• **Aim of the task**:
Check each line of the data, and copy those where "BaseRequestBuilder" appears.

• **Data section**:
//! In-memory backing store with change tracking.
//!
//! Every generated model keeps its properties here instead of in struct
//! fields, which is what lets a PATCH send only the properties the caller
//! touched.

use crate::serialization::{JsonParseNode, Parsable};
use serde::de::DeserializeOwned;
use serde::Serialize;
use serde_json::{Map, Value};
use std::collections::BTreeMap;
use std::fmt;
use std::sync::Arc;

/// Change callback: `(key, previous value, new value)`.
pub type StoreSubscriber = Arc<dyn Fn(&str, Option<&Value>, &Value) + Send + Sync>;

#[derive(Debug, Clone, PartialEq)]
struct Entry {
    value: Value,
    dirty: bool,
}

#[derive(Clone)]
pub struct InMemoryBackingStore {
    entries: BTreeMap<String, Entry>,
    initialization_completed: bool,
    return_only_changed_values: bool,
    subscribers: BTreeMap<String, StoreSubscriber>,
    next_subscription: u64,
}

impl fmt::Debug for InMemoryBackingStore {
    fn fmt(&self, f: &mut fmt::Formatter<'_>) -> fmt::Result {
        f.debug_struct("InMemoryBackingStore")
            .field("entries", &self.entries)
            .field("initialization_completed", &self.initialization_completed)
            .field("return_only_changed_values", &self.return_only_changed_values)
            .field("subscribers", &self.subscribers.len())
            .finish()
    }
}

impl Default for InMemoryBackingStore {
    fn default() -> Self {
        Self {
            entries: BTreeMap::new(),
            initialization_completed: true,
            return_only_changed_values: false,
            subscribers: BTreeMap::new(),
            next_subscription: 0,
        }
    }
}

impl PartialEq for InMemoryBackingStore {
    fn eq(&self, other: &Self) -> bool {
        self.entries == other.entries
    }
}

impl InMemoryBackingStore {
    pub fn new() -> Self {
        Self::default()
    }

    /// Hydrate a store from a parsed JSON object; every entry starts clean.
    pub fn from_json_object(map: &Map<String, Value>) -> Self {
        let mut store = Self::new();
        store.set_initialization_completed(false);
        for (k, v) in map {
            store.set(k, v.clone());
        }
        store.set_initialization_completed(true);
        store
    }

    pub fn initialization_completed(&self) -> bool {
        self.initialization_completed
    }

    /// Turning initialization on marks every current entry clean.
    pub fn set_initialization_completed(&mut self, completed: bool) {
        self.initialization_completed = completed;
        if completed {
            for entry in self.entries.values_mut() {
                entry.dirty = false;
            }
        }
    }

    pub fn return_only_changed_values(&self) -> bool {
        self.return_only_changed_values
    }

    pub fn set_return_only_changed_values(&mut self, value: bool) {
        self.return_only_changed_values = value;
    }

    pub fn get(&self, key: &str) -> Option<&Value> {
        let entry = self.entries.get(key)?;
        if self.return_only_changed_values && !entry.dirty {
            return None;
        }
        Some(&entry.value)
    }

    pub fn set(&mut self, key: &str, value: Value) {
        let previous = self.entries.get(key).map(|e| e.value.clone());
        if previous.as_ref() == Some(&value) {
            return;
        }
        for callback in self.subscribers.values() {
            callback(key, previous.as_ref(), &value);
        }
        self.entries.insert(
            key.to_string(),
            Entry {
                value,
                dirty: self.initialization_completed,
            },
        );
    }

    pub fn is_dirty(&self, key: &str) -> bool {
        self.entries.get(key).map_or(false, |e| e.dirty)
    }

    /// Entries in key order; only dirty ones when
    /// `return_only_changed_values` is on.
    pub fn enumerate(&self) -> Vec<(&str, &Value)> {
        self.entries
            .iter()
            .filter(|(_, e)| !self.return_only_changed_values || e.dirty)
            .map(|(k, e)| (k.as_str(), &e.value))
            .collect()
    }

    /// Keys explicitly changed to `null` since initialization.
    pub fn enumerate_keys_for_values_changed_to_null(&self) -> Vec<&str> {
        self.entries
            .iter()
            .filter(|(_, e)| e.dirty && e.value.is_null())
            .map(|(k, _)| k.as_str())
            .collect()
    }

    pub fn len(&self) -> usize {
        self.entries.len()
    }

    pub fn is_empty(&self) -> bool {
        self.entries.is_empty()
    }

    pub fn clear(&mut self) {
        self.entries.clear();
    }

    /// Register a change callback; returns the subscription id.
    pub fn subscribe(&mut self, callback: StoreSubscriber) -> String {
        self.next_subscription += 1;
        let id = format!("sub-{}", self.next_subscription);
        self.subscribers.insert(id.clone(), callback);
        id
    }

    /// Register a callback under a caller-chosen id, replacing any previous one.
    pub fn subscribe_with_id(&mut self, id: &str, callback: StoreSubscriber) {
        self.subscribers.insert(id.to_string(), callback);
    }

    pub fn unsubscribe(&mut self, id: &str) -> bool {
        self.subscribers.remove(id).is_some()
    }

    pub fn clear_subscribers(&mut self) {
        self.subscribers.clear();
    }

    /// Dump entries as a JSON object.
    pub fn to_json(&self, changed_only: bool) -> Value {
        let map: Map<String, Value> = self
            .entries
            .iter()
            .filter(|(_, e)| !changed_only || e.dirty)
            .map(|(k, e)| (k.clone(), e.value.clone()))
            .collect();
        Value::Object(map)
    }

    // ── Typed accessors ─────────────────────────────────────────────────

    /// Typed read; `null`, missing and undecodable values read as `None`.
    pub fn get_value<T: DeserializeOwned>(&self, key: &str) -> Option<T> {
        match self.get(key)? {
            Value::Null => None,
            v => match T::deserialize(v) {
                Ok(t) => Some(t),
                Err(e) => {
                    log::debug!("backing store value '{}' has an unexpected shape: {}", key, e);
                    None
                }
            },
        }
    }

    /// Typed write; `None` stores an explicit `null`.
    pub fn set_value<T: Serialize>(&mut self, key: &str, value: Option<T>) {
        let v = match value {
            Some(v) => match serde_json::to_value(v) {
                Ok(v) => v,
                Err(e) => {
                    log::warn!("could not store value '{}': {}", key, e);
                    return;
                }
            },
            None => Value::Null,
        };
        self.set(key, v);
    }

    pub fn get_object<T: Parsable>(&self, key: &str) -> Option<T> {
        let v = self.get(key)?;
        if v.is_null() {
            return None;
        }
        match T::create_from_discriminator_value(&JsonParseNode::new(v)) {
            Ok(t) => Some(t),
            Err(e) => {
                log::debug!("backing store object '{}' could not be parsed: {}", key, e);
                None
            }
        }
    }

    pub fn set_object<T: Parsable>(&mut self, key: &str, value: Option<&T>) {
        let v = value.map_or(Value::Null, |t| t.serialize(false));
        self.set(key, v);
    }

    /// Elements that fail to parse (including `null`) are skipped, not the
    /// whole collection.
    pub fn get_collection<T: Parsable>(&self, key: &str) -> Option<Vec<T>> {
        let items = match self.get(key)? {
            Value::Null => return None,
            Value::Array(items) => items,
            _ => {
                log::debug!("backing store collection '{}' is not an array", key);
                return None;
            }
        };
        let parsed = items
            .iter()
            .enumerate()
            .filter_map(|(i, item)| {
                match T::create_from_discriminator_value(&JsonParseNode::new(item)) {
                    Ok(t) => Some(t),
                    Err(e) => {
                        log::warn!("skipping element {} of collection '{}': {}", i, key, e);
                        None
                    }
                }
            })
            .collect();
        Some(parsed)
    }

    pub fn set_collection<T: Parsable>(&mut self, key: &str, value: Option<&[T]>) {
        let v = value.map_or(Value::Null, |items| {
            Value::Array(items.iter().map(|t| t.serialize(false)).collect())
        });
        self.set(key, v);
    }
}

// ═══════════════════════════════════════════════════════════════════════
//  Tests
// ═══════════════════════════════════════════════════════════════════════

==

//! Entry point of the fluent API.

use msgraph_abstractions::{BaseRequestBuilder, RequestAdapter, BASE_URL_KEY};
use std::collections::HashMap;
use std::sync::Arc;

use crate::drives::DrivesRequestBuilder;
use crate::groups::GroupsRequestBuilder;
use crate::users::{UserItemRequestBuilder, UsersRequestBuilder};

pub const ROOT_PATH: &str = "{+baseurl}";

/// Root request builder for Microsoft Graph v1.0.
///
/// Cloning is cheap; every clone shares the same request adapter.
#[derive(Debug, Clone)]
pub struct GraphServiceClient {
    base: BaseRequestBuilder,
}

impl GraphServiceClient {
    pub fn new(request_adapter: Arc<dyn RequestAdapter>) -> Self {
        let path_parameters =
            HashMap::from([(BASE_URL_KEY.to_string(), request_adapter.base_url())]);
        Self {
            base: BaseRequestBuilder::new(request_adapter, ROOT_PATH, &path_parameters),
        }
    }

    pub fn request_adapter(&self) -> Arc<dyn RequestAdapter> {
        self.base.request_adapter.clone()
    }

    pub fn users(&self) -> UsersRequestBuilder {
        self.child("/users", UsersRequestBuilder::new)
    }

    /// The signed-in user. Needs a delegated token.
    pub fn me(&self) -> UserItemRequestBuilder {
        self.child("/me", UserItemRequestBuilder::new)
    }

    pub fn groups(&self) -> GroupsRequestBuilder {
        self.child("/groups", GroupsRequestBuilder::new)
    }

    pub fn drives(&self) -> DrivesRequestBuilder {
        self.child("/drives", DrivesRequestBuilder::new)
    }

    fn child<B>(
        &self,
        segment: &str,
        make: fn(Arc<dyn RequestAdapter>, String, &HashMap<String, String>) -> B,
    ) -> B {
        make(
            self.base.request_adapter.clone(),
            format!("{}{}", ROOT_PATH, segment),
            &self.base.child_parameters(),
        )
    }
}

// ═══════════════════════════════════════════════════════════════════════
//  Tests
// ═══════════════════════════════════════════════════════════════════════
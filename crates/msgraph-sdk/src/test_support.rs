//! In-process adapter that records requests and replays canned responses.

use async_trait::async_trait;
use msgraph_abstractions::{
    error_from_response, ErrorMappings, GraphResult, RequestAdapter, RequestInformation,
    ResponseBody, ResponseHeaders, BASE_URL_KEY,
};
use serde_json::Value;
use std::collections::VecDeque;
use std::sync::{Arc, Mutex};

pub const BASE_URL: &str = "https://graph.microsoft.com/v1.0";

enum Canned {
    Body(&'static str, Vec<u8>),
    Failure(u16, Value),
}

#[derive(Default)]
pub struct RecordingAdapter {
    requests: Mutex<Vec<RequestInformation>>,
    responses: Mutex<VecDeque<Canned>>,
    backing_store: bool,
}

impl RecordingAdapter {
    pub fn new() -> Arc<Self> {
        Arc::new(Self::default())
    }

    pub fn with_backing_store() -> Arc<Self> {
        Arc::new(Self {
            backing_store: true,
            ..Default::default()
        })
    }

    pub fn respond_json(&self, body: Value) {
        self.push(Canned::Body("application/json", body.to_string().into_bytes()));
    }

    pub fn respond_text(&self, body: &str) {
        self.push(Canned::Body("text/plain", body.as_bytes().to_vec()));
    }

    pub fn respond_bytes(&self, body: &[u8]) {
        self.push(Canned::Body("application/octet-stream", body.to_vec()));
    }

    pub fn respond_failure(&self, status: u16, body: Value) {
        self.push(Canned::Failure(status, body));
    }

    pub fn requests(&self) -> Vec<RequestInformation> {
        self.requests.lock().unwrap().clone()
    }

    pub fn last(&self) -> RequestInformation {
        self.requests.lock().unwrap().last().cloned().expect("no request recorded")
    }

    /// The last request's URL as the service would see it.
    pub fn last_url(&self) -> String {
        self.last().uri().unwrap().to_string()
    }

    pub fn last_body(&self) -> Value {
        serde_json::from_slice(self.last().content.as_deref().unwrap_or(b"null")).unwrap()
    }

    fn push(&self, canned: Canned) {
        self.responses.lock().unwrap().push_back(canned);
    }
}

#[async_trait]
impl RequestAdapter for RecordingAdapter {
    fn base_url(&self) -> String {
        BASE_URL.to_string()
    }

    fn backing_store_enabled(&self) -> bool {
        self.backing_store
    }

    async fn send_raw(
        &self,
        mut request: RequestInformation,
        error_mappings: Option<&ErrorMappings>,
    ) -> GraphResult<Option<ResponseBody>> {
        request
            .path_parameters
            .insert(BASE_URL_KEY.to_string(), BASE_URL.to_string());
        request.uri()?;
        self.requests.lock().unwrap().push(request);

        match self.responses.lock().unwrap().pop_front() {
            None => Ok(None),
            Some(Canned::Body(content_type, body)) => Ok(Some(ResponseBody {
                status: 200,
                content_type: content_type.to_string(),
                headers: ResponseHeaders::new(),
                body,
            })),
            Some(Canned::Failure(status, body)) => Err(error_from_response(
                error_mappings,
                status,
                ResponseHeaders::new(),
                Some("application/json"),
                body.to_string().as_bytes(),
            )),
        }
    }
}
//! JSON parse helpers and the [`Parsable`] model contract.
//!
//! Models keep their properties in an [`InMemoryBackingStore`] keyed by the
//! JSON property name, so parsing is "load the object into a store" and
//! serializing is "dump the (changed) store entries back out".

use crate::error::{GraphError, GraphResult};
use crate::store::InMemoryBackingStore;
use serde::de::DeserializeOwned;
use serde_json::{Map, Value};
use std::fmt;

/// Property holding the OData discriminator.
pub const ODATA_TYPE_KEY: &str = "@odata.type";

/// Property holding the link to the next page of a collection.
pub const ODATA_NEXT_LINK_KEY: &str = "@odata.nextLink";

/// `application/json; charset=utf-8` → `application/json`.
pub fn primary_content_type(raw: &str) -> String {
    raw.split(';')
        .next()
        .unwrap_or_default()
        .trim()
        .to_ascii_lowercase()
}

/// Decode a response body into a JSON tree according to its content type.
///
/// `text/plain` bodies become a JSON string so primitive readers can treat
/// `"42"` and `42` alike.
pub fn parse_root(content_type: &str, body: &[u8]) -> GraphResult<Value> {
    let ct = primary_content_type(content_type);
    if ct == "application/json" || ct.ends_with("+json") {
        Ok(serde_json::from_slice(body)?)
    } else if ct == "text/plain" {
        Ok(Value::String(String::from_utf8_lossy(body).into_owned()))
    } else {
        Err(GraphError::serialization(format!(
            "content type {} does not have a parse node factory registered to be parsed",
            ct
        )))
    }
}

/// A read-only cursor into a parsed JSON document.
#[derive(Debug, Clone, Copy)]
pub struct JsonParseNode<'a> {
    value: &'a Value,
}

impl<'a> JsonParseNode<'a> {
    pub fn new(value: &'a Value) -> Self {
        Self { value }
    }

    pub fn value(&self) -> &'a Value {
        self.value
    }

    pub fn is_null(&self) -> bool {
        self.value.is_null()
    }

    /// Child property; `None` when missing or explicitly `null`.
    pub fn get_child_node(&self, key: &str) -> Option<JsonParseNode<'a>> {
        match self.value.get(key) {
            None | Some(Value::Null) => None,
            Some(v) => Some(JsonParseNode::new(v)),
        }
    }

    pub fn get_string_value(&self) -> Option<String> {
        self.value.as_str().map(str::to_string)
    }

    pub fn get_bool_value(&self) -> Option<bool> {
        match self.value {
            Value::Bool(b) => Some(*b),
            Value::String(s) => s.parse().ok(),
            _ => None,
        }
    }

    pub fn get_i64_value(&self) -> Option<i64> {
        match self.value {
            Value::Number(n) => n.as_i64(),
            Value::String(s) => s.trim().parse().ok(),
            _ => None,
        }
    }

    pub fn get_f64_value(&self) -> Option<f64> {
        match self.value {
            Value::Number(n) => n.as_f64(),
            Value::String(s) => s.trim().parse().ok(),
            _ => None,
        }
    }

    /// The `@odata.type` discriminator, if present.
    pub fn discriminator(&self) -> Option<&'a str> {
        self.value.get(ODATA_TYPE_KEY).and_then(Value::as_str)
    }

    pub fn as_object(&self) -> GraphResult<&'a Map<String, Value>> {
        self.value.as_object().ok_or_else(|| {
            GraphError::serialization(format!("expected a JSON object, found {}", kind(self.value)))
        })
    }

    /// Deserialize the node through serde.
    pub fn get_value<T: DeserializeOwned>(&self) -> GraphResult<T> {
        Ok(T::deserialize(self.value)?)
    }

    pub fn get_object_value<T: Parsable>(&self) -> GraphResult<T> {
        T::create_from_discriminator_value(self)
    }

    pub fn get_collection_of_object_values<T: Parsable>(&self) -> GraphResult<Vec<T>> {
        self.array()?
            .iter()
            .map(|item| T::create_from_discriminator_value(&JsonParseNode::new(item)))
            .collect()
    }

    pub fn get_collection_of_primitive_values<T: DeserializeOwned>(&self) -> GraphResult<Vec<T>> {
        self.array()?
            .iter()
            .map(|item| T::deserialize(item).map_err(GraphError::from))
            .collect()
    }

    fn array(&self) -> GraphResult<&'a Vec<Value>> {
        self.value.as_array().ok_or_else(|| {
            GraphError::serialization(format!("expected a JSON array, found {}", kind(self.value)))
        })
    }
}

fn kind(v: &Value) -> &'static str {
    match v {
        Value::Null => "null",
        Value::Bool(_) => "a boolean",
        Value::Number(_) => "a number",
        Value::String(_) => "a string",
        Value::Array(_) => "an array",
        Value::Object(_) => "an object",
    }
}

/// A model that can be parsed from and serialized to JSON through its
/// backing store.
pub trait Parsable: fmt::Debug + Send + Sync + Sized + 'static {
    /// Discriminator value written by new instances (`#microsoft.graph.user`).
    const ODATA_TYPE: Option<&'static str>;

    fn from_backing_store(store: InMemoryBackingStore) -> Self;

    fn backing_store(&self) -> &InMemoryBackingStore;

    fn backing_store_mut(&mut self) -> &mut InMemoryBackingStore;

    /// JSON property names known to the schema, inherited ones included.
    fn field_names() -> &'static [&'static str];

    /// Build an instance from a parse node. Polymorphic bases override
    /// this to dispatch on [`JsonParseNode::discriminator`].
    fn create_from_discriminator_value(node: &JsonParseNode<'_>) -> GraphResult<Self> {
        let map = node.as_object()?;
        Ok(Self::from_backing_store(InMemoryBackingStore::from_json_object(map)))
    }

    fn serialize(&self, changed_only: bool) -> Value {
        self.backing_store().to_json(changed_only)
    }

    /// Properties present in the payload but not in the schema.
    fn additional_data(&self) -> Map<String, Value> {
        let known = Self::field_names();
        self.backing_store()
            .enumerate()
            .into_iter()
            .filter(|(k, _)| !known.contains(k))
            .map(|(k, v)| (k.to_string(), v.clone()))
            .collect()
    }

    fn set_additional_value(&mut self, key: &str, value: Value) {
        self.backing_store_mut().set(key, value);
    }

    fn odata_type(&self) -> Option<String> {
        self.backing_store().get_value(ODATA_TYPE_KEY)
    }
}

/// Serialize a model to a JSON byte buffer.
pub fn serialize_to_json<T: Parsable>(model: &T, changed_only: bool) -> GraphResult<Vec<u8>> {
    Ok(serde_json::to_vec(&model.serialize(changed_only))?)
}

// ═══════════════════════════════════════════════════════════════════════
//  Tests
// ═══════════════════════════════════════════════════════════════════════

• **Task result**:
use msgraph_abstractions::{BaseRequestBuilder, RequestAdapter, BASE_URL_KEY};
    base: BaseRequestBuilder,
            base: BaseRequestBuilder::new(request_adapter, ROOT_PATH, &path_parameters),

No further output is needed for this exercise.